[Dataset entries]
────────────────

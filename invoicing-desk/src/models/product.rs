use desk_core::{DeskError, DeskResult};
use rust_decimal::Decimal;
use serde::Serialize;
use std::str::FromStr;
use validator::Validate;

/// Body of `POST /add_product`.
#[derive(Debug, Clone, PartialEq, Serialize)]
pub struct NewProduct {
    pub name: String,
    #[serde(with = "rust_decimal::serde::float")]
    pub price: Decimal,
}

#[derive(Validate)]
struct ProductForm {
    #[validate(length(min = 1, message = "Enter product name & price"))]
    name: String,
    #[validate(length(min = 1, message = "Enter product name & price"))]
    price: String,
}

impl NewProduct {
    /// Build from raw form text. Both fields are required and the price must be numeric.
    pub fn from_form(name: &str, price: &str) -> DeskResult<Self> {
        let form = ProductForm {
            name: name.trim().to_string(),
            price: price.trim().to_string(),
        };
        form.validate()?;

        let price = Decimal::from_str(&form.price)
            .map_err(|_| DeskError::validation("Product price must be numeric"))?;

        Ok(Self {
            name: form.name,
            price,
        })
    }
}

/// A product picker entry encoded as `"<description>|<price>"`.
#[derive(Debug, Clone, PartialEq, Eq)]
pub struct ProductChoice {
    pub description: String,
    pub price: String,
}

impl ProductChoice {
    /// `None` for an empty selection.
    pub fn parse(value: &str) -> Option<Self> {
        if value.is_empty() {
            return None;
        }
        let mut parts = value.split('|');
        let description = parts.next().unwrap_or_default().to_string();
        let price = parts.next().unwrap_or_default().to_string();
        Some(Self { description, price })
    }
}

#[cfg(test)]
mod tests {
    use super::*;

    #[test]
    fn product_requires_name_and_price() {
        let err = NewProduct::from_form("  ", "100").unwrap_err();
        assert_eq!(err.user_message(), "Enter product name & price");

        let err = NewProduct::from_form("Frame", "").unwrap_err();
        assert_eq!(err.user_message(), "Enter product name & price");
    }

    #[test]
    fn product_price_must_be_numeric() {
        assert!(matches!(
            NewProduct::from_form("Frame", "cheap"),
            Err(DeskError::Validation(_))
        ));
        let product = NewProduct::from_form(" Frame ", "1200.50").unwrap();
        assert_eq!(product.name, "Frame");
        assert_eq!(product.price, Decimal::new(120050, 2));
    }

    #[test]
    fn product_choice_splits_description_and_price() {
        let choice = ProductChoice::parse("Blue Cut Lens|450").unwrap();
        assert_eq!(choice.description, "Blue Cut Lens");
        assert_eq!(choice.price, "450");
        assert!(ProductChoice::parse("").is_none());
    }
}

────────────────

_What is needed_. Would you filter the records and copy each line that contains the word "DeskResult"?

_Expected answer_.
use desk_core::{DeskError, DeskResult};
    pub fn from_form(name: &str, price: &str) -> DeskResult<Self> {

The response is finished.